→ **How to complete this task**
Whenever a line below holds the word "shift", copy that line.

*** Material for the task Section Begins ***

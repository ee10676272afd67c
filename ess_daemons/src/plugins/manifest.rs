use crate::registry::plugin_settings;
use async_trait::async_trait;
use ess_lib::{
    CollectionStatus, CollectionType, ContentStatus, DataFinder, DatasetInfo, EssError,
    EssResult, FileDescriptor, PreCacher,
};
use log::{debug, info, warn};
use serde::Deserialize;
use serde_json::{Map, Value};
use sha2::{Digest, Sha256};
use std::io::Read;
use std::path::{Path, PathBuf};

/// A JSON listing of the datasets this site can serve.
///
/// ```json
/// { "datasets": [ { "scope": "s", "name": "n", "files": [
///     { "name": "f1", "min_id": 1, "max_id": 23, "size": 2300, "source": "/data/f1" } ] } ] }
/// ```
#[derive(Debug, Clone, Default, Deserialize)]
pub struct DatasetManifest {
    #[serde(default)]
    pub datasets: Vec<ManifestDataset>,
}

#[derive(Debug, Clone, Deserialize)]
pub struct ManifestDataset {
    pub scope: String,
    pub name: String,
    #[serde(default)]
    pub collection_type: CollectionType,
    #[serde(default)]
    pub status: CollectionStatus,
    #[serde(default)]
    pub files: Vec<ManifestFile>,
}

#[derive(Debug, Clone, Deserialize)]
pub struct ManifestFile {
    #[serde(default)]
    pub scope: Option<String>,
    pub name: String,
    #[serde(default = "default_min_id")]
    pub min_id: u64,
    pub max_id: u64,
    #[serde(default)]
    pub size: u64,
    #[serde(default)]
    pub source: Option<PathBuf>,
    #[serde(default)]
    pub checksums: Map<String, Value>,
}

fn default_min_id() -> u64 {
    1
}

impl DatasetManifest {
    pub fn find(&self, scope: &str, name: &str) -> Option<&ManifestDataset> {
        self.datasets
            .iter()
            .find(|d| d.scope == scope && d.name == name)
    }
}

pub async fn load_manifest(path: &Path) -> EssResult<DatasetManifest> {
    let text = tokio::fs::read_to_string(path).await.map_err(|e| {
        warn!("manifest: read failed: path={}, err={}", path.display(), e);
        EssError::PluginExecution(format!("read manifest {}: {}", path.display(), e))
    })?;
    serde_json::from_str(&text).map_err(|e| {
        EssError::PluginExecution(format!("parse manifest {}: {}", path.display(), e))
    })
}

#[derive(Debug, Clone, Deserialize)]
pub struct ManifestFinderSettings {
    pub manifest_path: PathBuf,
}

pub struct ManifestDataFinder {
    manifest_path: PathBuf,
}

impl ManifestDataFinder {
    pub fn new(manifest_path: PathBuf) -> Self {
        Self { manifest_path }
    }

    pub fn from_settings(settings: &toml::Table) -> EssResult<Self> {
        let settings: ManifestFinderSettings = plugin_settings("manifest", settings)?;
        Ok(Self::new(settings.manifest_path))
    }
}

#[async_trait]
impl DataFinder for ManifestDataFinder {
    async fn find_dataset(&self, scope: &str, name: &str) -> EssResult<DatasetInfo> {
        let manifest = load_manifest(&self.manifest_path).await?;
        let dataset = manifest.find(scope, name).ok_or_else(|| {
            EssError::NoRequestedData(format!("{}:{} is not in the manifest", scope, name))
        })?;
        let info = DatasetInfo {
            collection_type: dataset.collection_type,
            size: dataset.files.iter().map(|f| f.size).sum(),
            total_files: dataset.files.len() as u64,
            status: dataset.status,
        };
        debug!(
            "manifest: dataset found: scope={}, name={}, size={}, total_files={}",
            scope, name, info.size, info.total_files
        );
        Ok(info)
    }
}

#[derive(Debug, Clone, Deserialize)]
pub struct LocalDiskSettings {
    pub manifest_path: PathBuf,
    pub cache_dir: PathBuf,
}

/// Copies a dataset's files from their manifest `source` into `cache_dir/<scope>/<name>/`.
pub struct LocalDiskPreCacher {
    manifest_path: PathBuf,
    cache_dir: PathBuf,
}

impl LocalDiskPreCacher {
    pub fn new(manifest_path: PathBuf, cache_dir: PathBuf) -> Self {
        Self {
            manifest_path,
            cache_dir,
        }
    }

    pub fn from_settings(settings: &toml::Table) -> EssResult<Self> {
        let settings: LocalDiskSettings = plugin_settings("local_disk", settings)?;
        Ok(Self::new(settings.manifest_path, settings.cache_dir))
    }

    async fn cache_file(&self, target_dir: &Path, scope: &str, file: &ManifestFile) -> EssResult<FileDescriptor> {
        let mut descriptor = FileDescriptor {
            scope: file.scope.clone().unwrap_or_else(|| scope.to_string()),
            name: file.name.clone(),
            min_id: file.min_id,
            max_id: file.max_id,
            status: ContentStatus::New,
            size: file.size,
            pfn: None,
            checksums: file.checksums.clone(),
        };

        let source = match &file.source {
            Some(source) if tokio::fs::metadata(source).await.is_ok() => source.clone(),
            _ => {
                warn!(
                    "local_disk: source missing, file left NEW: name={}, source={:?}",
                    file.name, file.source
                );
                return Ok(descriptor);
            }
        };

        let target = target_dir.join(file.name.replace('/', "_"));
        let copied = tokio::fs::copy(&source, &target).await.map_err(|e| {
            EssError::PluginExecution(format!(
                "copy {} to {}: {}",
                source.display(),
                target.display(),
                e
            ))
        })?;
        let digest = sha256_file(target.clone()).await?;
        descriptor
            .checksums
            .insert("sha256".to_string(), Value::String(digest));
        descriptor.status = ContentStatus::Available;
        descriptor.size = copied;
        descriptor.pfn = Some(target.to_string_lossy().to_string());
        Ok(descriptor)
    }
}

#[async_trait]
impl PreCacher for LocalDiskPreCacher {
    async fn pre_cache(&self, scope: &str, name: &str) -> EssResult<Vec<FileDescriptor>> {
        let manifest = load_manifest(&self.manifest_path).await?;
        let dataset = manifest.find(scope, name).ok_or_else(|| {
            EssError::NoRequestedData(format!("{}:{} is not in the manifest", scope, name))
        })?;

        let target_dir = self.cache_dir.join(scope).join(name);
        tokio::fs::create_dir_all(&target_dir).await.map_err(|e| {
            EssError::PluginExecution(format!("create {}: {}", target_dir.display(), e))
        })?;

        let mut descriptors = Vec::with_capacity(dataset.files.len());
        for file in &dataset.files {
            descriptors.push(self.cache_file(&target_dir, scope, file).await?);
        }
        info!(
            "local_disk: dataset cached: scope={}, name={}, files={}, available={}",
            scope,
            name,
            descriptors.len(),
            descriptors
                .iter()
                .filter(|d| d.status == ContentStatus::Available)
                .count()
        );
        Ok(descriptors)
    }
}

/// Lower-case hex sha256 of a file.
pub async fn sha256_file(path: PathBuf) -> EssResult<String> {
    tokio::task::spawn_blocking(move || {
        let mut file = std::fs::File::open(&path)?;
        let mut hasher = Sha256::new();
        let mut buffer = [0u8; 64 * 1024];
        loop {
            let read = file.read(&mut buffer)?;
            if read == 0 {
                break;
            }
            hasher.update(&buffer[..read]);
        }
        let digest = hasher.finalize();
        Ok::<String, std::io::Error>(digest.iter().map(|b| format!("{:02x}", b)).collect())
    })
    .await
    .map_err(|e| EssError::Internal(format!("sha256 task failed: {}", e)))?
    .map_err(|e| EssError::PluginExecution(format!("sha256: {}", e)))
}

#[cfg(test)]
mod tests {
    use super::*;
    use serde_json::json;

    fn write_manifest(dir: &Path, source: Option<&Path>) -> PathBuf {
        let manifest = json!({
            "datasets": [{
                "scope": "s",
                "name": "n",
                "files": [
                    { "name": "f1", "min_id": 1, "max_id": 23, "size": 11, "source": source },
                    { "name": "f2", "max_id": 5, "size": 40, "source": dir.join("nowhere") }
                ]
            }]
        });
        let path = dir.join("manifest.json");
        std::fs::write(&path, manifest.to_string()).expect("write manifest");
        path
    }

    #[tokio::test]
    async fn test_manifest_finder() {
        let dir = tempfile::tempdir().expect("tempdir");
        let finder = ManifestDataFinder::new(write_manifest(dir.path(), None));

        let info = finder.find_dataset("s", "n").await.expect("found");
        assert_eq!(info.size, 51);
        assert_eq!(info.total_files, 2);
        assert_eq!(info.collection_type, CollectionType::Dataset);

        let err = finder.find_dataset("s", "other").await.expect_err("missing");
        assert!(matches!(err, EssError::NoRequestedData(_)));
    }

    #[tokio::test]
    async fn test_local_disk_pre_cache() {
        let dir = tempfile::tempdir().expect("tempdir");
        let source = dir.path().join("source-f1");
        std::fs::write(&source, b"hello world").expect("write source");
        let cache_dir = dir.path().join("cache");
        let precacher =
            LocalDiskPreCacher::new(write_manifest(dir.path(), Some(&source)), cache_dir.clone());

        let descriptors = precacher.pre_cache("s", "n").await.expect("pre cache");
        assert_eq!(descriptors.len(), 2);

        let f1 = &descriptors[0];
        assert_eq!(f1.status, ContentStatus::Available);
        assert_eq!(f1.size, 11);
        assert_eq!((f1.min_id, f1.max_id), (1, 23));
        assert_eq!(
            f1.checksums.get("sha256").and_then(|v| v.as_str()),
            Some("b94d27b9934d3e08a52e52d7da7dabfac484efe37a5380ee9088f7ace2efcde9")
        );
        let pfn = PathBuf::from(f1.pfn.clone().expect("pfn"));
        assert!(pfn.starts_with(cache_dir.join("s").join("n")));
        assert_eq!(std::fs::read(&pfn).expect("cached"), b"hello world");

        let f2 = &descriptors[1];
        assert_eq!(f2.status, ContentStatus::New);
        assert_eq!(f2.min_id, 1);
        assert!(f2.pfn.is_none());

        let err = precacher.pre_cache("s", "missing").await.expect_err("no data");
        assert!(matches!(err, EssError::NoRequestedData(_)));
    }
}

*** Material for the task Section Ends ***
*** Material for the task Section Begins ***

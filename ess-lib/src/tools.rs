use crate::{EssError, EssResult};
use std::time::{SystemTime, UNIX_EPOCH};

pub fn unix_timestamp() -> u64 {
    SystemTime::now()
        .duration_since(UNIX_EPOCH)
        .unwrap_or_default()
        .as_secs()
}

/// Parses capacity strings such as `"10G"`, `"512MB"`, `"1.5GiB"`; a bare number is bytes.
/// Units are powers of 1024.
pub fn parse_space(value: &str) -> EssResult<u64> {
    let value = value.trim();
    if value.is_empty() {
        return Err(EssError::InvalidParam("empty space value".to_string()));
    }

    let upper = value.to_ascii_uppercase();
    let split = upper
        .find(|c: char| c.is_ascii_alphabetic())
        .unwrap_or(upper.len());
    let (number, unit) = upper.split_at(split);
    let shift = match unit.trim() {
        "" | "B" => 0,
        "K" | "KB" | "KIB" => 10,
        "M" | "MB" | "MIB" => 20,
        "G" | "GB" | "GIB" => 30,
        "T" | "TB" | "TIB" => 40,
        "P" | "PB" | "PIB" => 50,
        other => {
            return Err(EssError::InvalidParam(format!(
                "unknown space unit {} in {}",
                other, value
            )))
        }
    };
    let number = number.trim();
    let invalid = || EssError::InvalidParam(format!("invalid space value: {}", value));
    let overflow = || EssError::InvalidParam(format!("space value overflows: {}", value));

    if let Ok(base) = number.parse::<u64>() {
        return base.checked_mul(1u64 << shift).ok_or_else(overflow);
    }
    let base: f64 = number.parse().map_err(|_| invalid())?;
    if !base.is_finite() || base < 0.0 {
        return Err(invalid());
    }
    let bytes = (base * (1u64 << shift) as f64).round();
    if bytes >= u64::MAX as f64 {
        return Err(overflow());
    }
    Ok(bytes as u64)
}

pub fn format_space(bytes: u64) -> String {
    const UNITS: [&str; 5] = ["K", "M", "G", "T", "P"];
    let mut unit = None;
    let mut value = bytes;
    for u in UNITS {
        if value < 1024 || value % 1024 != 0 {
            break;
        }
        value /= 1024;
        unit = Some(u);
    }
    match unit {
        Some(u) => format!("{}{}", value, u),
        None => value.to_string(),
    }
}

*** Material for the task Section Ends ***
*** Material for the task Section Begins ***

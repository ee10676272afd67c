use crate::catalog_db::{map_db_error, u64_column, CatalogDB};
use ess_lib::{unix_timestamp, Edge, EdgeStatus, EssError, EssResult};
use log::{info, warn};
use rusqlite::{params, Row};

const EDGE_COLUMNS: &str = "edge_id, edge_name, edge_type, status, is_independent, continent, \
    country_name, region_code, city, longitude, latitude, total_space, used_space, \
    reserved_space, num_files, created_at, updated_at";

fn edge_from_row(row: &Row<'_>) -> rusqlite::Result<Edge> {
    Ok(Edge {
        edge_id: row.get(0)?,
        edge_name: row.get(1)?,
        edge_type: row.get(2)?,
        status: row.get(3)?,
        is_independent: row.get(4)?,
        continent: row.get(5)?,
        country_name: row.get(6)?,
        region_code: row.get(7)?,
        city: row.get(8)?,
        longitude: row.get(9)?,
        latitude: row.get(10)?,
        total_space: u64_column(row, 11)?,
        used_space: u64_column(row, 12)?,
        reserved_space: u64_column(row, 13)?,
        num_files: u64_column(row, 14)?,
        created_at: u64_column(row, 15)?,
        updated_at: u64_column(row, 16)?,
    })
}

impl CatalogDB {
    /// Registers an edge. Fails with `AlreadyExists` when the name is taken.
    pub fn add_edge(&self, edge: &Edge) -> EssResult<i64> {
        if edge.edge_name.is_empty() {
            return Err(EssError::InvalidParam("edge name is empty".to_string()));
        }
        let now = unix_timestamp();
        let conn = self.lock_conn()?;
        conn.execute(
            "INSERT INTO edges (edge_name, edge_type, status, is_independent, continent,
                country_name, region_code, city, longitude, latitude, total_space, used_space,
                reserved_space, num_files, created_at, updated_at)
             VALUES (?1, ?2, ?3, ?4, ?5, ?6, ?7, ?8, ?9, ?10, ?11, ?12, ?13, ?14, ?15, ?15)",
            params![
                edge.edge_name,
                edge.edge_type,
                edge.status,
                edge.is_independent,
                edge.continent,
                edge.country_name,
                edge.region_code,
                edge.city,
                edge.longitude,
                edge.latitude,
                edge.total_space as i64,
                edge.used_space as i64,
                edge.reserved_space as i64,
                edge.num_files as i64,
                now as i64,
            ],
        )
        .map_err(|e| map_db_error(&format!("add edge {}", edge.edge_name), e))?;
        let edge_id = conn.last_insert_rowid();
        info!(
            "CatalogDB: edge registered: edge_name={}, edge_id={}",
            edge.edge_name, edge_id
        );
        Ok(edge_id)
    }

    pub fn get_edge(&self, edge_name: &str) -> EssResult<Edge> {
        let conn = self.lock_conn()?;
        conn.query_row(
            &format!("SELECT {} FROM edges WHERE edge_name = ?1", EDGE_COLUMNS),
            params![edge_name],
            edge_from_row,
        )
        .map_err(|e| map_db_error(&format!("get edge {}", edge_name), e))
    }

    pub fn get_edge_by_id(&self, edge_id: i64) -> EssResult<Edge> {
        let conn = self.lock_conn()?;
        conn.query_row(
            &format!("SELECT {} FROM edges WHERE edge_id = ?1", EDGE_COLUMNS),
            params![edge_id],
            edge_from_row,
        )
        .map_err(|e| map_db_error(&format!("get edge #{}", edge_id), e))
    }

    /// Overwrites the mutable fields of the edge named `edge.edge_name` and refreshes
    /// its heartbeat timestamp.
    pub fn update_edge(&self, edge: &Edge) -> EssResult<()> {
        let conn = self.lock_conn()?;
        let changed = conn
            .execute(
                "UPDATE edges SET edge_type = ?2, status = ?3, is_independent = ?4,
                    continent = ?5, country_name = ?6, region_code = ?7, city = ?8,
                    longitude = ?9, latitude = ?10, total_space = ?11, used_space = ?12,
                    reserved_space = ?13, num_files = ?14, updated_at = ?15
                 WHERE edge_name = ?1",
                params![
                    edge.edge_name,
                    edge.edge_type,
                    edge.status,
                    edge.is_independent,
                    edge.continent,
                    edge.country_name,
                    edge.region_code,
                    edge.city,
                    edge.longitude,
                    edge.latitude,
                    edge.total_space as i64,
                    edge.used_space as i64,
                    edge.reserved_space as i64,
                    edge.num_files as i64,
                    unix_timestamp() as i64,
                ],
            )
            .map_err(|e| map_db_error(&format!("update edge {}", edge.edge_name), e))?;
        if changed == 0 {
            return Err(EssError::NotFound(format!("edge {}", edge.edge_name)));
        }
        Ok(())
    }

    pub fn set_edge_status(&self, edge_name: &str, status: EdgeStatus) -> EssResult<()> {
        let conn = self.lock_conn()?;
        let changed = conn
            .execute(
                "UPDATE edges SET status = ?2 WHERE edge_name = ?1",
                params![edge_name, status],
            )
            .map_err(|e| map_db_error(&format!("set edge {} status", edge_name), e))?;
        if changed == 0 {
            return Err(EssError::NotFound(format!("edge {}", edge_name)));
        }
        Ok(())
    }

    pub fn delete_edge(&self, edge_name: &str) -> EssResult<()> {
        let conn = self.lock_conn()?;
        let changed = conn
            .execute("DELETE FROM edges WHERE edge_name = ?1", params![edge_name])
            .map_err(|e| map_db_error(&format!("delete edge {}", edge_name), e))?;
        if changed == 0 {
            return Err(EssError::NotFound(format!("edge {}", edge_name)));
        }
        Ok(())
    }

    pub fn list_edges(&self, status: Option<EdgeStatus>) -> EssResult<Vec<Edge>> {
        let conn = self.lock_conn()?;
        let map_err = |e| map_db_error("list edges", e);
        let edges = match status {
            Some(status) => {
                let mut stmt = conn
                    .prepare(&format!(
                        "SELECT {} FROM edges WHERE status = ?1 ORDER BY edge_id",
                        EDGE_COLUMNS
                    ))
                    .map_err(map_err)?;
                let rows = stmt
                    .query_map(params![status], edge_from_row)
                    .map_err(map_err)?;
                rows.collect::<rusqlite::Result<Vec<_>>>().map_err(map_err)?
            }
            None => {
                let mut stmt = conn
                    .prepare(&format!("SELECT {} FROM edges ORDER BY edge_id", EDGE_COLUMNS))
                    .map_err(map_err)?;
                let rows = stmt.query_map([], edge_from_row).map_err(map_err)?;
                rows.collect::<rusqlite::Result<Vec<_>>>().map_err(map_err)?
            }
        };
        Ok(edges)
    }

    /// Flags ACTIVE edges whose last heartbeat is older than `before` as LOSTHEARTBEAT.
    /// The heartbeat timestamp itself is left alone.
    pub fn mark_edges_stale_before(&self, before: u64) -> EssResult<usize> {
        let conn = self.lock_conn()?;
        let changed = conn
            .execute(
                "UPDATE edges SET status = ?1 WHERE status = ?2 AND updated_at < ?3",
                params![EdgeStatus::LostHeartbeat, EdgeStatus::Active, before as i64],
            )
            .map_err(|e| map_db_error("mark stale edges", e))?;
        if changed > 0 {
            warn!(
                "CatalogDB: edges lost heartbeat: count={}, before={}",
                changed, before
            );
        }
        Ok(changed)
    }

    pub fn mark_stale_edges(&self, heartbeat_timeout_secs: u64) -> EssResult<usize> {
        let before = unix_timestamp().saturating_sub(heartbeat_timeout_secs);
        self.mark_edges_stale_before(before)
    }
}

*** Material for the task Section Ends ***

→ **Your solution**
    let shift = match unit.trim() {
        return base.checked_mul(1u64 << shift).ok_or_else(overflow);
    let bytes = (base * (1u64 << shift) as f64).round();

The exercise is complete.